_WHAT YOU HAVE TO DO_
Your task is to copy every line of the entries that contains "ResetCursor".

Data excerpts
Start of Block
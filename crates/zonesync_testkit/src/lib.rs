//! # zonesync Testkit
//!
//! Test utilities for zonesync.
//!
//! This crate provides:
//! - Devices synced against a shared in-memory server
//! - A remote adapter with injectable faults
//! - Crash injection at the end of a pass
//! - Property-based test generators using proptest
//!
//! ## Usage
//!
//! ```rust,ignore
//! use zonesync_testkit::prelude::*;
//!
//! let server = cloud();
//! let device = TestDevice::default_on(&server);
//! device.insert(folder("f1", "Inbox")).unwrap();
//! device.remote.fail_next(RemoteOp::ModifyRecords, Fault::Timeout);
//! assert!(device.sync().is_err());
//! assert!(device.sync().is_ok());
//! ```

#![deny(unsafe_code)]
#![warn(missing_docs)]

pub mod crash;
pub mod fixtures;
pub mod generators;
pub mod remote;

/// Prelude module for convenient imports
pub mod prelude {
    pub use crate::crash::*;
    pub use crate::fixtures::*;
    pub use crate::generators::*;
    pub use crate::remote::*;
}

pub use crash::*;
pub use fixtures::*;
pub use generators::*;
pub use remote::*;
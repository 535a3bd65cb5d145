//! zonesync CLI
//!
//! Maintenance tools for the files a zonesync engine keeps on disk.
//!
//! # Commands
//!
//! - `inspect-changes` - List pending and queued change-log entries
//! - `show-cursor` - Display committed cursors per zone
//! - `reset-cursor` - Forget a zone's cursor so the next pass pulls everything

mod commands;

use clap::{Parser, Subcommand, ValueEnum};
use commands::inspect_changes::EntryFilter;
use commands::{CHANGE_LOG_FILE, CURSOR_FILE};
use std::path::{Path, PathBuf};
use tracing_subscriber::EnvFilter;

/// zonesync maintenance tools.
#[derive(Parser)]
#[command(name = "zonesync")]
#[command(author, version, about, long_about = None)]
struct Cli {
    /// Path to the sync data directory
    #[arg(global = true, short, long)]
    path: Option<PathBuf>,

    /// Enable verbose output
    #[arg(global = true, short, long)]
    verbose: bool,

    #[command(subcommand)]
    command: Commands,
}

#[derive(Clone, Copy, ValueEnum)]
enum Which {
    All,
    Queued,
    Pending,
}

impl From<Which> for EntryFilter {
    fn from(which: Which) -> Self {
        match which {
            Which::All => EntryFilter::All,
            Which::Queued => EntryFilter::Queued,
            Which::Pending => EntryFilter::Unqueued,
        }
    }
}

#[derive(Subcommand)]
enum Commands {
    /// List change-log entries
    InspectChanges {
        /// Which entries to list
        #[arg(short, long, value_enum, default_value = "all")]
        which: Which,

        /// Maximum number of entries to list
        #[arg(short, long)]
        limit: Option<usize>,

        /// Output format (text, json)
        #[arg(short, long, default_value = "text")]
        format: String,
    },

    /// Display committed cursors
    ShowCursor {
        /// Only show this zone
        #[arg(short, long)]
        zone: Option<String>,

        /// Output format (text, json)
        #[arg(short, long, default_value = "text")]
        format: String,
    },

    /// Forget a zone's cursor, forcing a full pull on the next pass
    ResetCursor {
        /// Zone whose cursor to forget
        #[arg(short, long)]
        zone: String,
    },

    /// Show version information
    Version,
}

fn data_file(path: Option<&Path>, name: &str, command: &str) -> Result<PathBuf, String> {
    path.map(|dir| dir.join(name))
        .ok_or_else(|| format!("Data directory required for {command}"))
}

fn main() -> Result<(), Box<dyn std::error::Error>> {
    let cli = Cli::parse();

    // Initialize logging
    let filter = if cli.verbose {
        EnvFilter::new("debug")
    } else {
        EnvFilter::new("info")
    };
    tracing_subscriber::fmt().with_env_filter(filter).init();

    let path = cli.path.as_deref();
    match cli.command {
        Commands::InspectChanges {
            which,
            limit,
            format,
        } => {
            let file = data_file(path, CHANGE_LOG_FILE, "inspect-changes")?;
            commands::inspect_changes::run(&file, which.into(), limit, &format)?;
        }
        Commands::ShowCursor { zone, format } => {
            let file = data_file(path, CURSOR_FILE, "show-cursor")?;
            commands::cursor::show(&file, zone.as_deref(), &format)?;
        }
        Commands::ResetCursor { zone } => {
            let file = data_file(path, CURSOR_FILE, "reset-cursor")?;
            commands::cursor::reset(&file, &zone)?;
        }
        Commands::Version => {
            println!("zonesync CLI v{}", env!("CARGO_PKG_VERSION"));
            println!(
                "change log format v{}",
                zonesync_protocol::FORMAT_VERSION
            );
        }
    }

    Ok(())
}
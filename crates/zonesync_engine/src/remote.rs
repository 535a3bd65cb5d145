//! Remote backing store collaborator.

use crate::error::SyncResult;
use parking_lot::Mutex;
use std::collections::{BTreeSet, VecDeque};
use std::time::Duration;
use zonesync_protocol::{
    ChangesPage, PushBatch, PushResult, RecordId, RecordOutcome, ServerCursor, Snapshot,
    SubscriptionId, ZoneId,
};

/// The remote backing store.
///
/// Every call blocks until the remote answered or the configured timeout
/// elapsed, in which case it returns [`crate::SyncError::Timeout`].
pub trait RemoteStore: Send + Sync {
    /// Hands the per-call timeout to the implementation.
    fn configure_timeout(&self, _timeout: Duration) {}

    /// Returns true if the zone exists.
    fn zone_exists(&self, zone: &ZoneId) -> SyncResult<bool>;

    /// Creates the zone.
    fn create_zone(&self, zone: &ZoneId) -> SyncResult<()>;

    /// Returns true if the subscription exists.
    fn subscription_exists(&self, zone: &ZoneId, subscription: &SubscriptionId)
        -> SyncResult<bool>;

    /// Creates a change subscription on the zone.
    fn create_subscription(&self, zone: &ZoneId, subscription: &SubscriptionId)
        -> SyncResult<()>;

    /// Saves and deletes records, reporting one outcome per record.
    fn modify_records(&self, zone: &ZoneId, batch: &PushBatch) -> SyncResult<PushResult>;

    /// Returns changes since `since` (everything if `None`), at most `limit`.
    fn fetch_changes(
        &self,
        zone: &ZoneId,
        since: Option<&ServerCursor>,
        limit: usize,
    ) -> SyncResult<ChangesPage>;

    /// Fetches records by ID, restricted to `fields` if given.
    ///
    /// Records that do not exist are omitted from the result.
    fn fetch_records(
        &self,
        zone: &ZoneId,
        ids: &[RecordId],
        fields: Option<&BTreeSet<String>>,
    ) -> SyncResult<Vec<Snapshot>>;
}

/// Scripted remote for unit tests.
///
/// Each call pops the next scripted response for its method; when none is
/// queued a benign default is returned: zones and subscriptions exist, every
/// save is accepted with a fresh `mock-<n>` tag, the change feed is empty and
/// record fetches find nothing.
#[derive(Debug, Default)]
pub struct MockRemoteStore {
    zone_exists: Mutex<VecDeque<SyncResult<bool>>>,
    create_zone: Mutex<VecDeque<SyncResult<()>>>,
    subscription_exists: Mutex<VecDeque<SyncResult<bool>>>,
    create_subscription: Mutex<VecDeque<SyncResult<()>>>,
    modify_records: Mutex<VecDeque<SyncResult<PushResult>>>,
    fetch_changes: Mutex<VecDeque<SyncResult<ChangesPage>>>,
    fetch_records: Mutex<VecDeque<SyncResult<Vec<Snapshot>>>>,
    calls: Mutex<Vec<String>>,
    pushes: Mutex<Vec<PushBatch>>,
    fetched_since: Mutex<Vec<Option<ServerCursor>>>,
    fetched_fields: Mutex<Vec<Option<BTreeSet<String>>>>,
    timeout: Mutex<Option<Duration>>,
    tag_counter: Mutex<u64>,
}

impl MockRemoteStore {
    /// Creates a mock with nothing scripted.
    pub fn new() -> Self {
        Self::default()
    }

    /// Queues a `zone_exists` response.
    pub fn push_zone_exists(&self, response: SyncResult<bool>) {
        self.zone_exists.lock().push_back(response);
    }

    /// Queues a `create_zone` response.
    pub fn push_create_zone(&self, response: SyncResult<()>) {
        self.create_zone.lock().push_back(response);
    }

    /// Queues a `subscription_exists` response.
    pub fn push_subscription_exists(&self, response: SyncResult<bool>) {
        self.subscription_exists.lock().push_back(response);
    }

    /// Queues a `create_subscription` response.
    pub fn push_create_subscription(&self, response: SyncResult<()>) {
        self.create_subscription.lock().push_back(response);
    }

    /// Queues a `modify_records` response.
    pub fn push_modify_records(&self, response: SyncResult<PushResult>) {
        self.modify_records.lock().push_back(response);
    }

    /// Queues a `fetch_changes` response.
    pub fn push_fetch_changes(&self, response: SyncResult<ChangesPage>) {
        self.fetch_changes.lock().push_back(response);
    }

    /// Queues a `fetch_records` response.
    pub fn push_fetch_records(&self, response: SyncResult<Vec<Snapshot>>) {
        self.fetch_records.lock().push_back(response);
    }

    /// Names of the methods called so far, in order.
    pub fn calls(&self) -> Vec<String> {
        self.calls.lock().clone()
    }

    /// Number of calls to the named method.
    pub fn call_count(&self, method: &str) -> usize {
        self.calls.lock().iter().filter(|c| *c == method).count()
    }

    /// Every batch submitted through `modify_records`.
    pub fn pushes(&self) -> Vec<PushBatch> {
        self.pushes.lock().clone()
    }

    /// The `since` cursor of every `fetch_changes` call.
    pub fn fetched_since(&self) -> Vec<Option<ServerCursor>> {
        self.fetched_since.lock().clone()
    }

    /// The field restriction of every `fetch_records` call.
    pub fn fetched_fields(&self) -> Vec<Option<BTreeSet<String>>> {
        self.fetched_fields.lock().clone()
    }

    /// The timeout handed over by the coordinator.
    pub fn timeout(&self) -> Option<Duration> {
        *self.timeout.lock()
    }

    fn record_call(&self, method: &str) {
        self.calls.lock().push(method.to_string());
    }

    fn accept_all(&self, batch: &PushBatch) -> PushResult {
        let mut counter = self.tag_counter.lock();
        let mut outcomes = Vec::with_capacity(batch.len());
        for save in &batch.saves {
            *counter += 1;
            let mut stored = save.clone();
            stored.change_tag = Some(format!("mock-{}", *counter));
            outcomes.push((save.record_id.clone(), RecordOutcome::Saved(stored)));
        }
        for id in &batch.deletes {
            outcomes.push((id.clone(), RecordOutcome::Deleted));
        }
        PushResult { outcomes }
    }
}

impl RemoteStore for MockRemoteStore {
    fn configure_timeout(&self, timeout: Duration) {
        *self.timeout.lock() = Some(timeout);
    }

    fn zone_exists(&self, _zone: &ZoneId) -> SyncResult<bool> {
        self.record_call("zone_exists");
        self.zone_exists.lock().pop_front().unwrap_or(Ok(true))
    }

    fn create_zone(&self, _zone: &ZoneId) -> SyncResult<()> {
        self.record_call("create_zone");
        self.create_zone.lock().pop_front().unwrap_or(Ok(()))
    }

    fn subscription_exists(
        &self,
        _zone: &ZoneId,
        _subscription: &SubscriptionId,
    ) -> SyncResult<bool> {
        self.record_call("subscription_exists");
        self.subscription_exists.lock().pop_front().unwrap_or(Ok(true))
    }

    fn create_subscription(
        &self,
        _zone: &ZoneId,
        _subscription: &SubscriptionId,
    ) -> SyncResult<()> {
        self.record_call("create_subscription");
        self.create_subscription.lock().pop_front().unwrap_or(Ok(()))
    }

    fn modify_records(&self, _zone: &ZoneId, batch: &PushBatch) -> SyncResult<PushResult> {
        self.record_call("modify_records");
        self.pushes.lock().push(batch.clone());
        let scripted = self.modify_records.lock().pop_front();
        scripted.unwrap_or_else(|| Ok(self.accept_all(batch)))
    }

    fn fetch_changes(
        &self,
        _zone: &ZoneId,
        since: Option<&ServerCursor>,
        _limit: usize,
    ) -> SyncResult<ChangesPage> {
        self.record_call("fetch_changes");
        self.fetched_since.lock().push(since.cloned());
        let scripted = self.fetch_changes.lock().pop_front();
        scripted.unwrap_or_else(|| {
            Ok(ChangesPage {
                changed: Vec::new(),
                deleted: Vec::new(),
                more_coming: false,
                cursor: since
                    .cloned()
                    .unwrap_or_else(|| ServerCursor::from_bytes(Vec::new())),
            })
        })
    }

    fn fetch_records(
        &self,
        _zone: &ZoneId,
        _ids: &[RecordId],
        fields: Option<&BTreeSet<String>>,
    ) -> SyncResult<Vec<Snapshot>> {
        self.record_call("fetch_records");
        self.fetched_fields.lock().push(fields.cloned());
        self.fetch_records.lock().pop_front().unwrap_or(Ok(Vec::new()))
    }
}

#[cfg(test)]
mod tests {
    use super::*;
    use crate::error::SyncError;

    #[test]
    fn mock_defaults_accept_everything() {
        let remote = MockRemoteStore::new();
        let zone = ZoneId::new("Routes");

        assert!(remote.zone_exists(&zone).unwrap());

        let batch = PushBatch {
            saves: vec![Snapshot::new("a", "Stop")],
            deletes: vec![RecordId::new("b")],
        };
        let result = remote.modify_records(&zone, &batch).unwrap();
        assert_eq!(result.saved().count(), 1);
        assert_eq!(
            result.saved().next().unwrap().change_tag.as_deref(),
            Some("mock-1")
        );

        let page = remote.fetch_changes(&zone, None, 50).unwrap();
        assert!(!page.more_coming);
        assert!(page.changed.is_empty());

        assert_eq!(
            remote.calls(),
            vec!["zone_exists", "modify_records", "fetch_changes"]
        );
        assert_eq!(remote.pushes().len(), 1);
    }

    #[test]
    fn scripted_responses_are_consumed_in_order() {
        let remote = MockRemoteStore::new();
        let zone = ZoneId::new("Routes");
        remote.push_zone_exists(Ok(false));
        remote.push_zone_exists(Err(SyncError::Timeout));

        assert!(!remote.zone_exists(&zone).unwrap());
        assert!(matches!(remote.zone_exists(&zone), Err(SyncError::Timeout)));
        assert!(remote.zone_exists(&zone).unwrap());
        assert_eq!(remote.call_count("zone_exists"), 3);
    }
}
//! Sync cursors and their stores.

use crate::error::CursorError;
use crate::persist;
use parking_lot::RwLock;
use std::collections::BTreeMap;
use std::fs::File;
use std::path::{Path, PathBuf};
use std::sync::Arc;
use zonesync_protocol::{seal, unseal, ServerCursor, ZoneId};

const CURSOR_MAGIC: [u8; 4] = *b"ZSCU";

/// Durable storage for per-zone cursors.
pub trait CursorStore: Send + Sync {
    /// Loads the committed cursor for a zone.
    fn load(&self, zone: &ZoneId) -> Result<Option<ServerCursor>, CursorError>;

    /// Stores the cursor for a zone.
    fn store(&self, zone: &ZoneId, cursor: &ServerCursor) -> Result<(), CursorError>;

    /// Forgets the cursor for a zone, forcing a full pull next pass.
    fn clear(&self, zone: &ZoneId) -> Result<(), CursorError>;
}

/// Cursor store kept in memory.
#[derive(Debug, Default)]
pub struct MemoryCursorStore {
    cursors: RwLock<BTreeMap<ZoneId, ServerCursor>>,
}

impl MemoryCursorStore {
    /// Creates an empty store.
    pub fn new() -> Self {
        Self::default()
    }
}

impl CursorStore for MemoryCursorStore {
    fn load(&self, zone: &ZoneId) -> Result<Option<ServerCursor>, CursorError> {
        Ok(self.cursors.read().get(zone).cloned())
    }

    fn store(&self, zone: &ZoneId, cursor: &ServerCursor) -> Result<(), CursorError> {
        self.cursors.write().insert(zone.clone(), cursor.clone());
        Ok(())
    }

    fn clear(&self, zone: &ZoneId) -> Result<(), CursorError> {
        self.cursors.write().remove(zone);
        Ok(())
    }
}

/// Cursor store persisted in a single file holding every zone's cursor.
#[derive(Debug)]
pub struct FileCursorStore {
    path: PathBuf,
    cursors: RwLock<BTreeMap<ZoneId, ServerCursor>>,
    _lock: File,
}

impl FileCursorStore {
    /// Opens or creates the store at `path`.
    pub fn open(path: impl AsRef<Path>) -> Result<Self, CursorError> {
        let path = path.as_ref();
        let lock = persist::acquire_lock(path)?.ok_or_else(|| CursorError::Locked {
            path: path.display().to_string(),
        })?;
        let cursors = Self::inspect(path)?;

        Ok(Self {
            path: path.to_path_buf(),
            cursors: RwLock::new(cursors),
            _lock: lock,
        })
    }

    /// Reads every stored cursor without taking the lock.
    pub fn inspect(path: impl AsRef<Path>) -> Result<BTreeMap<ZoneId, ServerCursor>, CursorError> {
        match persist::read_if_exists(path.as_ref())? {
            Some(bytes) => Ok(unseal(CURSOR_MAGIC, &bytes)?),
            None => Ok(BTreeMap::new()),
        }
    }

    fn write(&self, cursors: &BTreeMap<ZoneId, ServerCursor>) -> Result<(), CursorError> {
        let bytes = seal(CURSOR_MAGIC, cursors)?;
        persist::write_atomic(&self.path, &bytes)?;
        Ok(())
    }
}

impl CursorStore for FileCursorStore {
    fn load(&self, zone: &ZoneId) -> Result<Option<ServerCursor>, CursorError> {
        Ok(self.cursors.read().get(zone).cloned())
    }

    fn store(&self, zone: &ZoneId, cursor: &ServerCursor) -> Result<(), CursorError> {
        let mut cursors = self.cursors.write();
        let mut next = cursors.clone();
        next.insert(zone.clone(), cursor.clone());
        self.write(&next)?;
        *cursors = next;
        Ok(())
    }

    fn clear(&self, zone: &ZoneId) -> Result<(), CursorError> {
        let mut cursors = self.cursors.write();
        if !cursors.contains_key(zone) {
            return Ok(());
        }
        let mut next = cursors.clone();
        next.remove(zone);
        self.write(&next)?;
        *cursors = next;
        Ok(())
    }
}

/// The committed cursor of one zone.
#[derive(Clone)]
pub struct SyncCursor {
    zone: ZoneId,
    store: Arc<dyn CursorStore>,
}

impl SyncCursor {
    /// Binds a zone to a cursor store.
    pub fn new(zone: ZoneId, store: Arc<dyn CursorStore>) -> Self {
        Self { zone, store }
    }

    /// Zone this cursor tracks.
    pub fn zone(&self) -> &ZoneId {
        &self.zone
    }

    /// Loads the last committed cursor.
    pub fn load(&self) -> Result<Option<ServerCursor>, CursorError> {
        self.store.load(&self.zone)
    }

    /// Commits a new cursor.
    pub fn commit(&self, cursor: &ServerCursor) -> Result<(), CursorError> {
        tracing::debug!(zone = %self.zone, cursor = %cursor.to_hex(), "committing cursor");
        self.store.store(&self.zone, cursor)
    }

    /// Drops the committed cursor.
    pub fn reset(&self) -> Result<(), CursorError> {
        self.store.clear(&self.zone)
    }
}

impl std::fmt::Debug for SyncCursor {
    fn fmt(&self, f: &mut std::fmt::Formatter<'_>) -> std::fmt::Result {
        f.debug_struct("SyncCursor").field("zone", &self.zone).finish()
    }
}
End of Block
_OUTPUT BELOW_
    ResetCursor {
        Commands::ResetCursor { zone } => {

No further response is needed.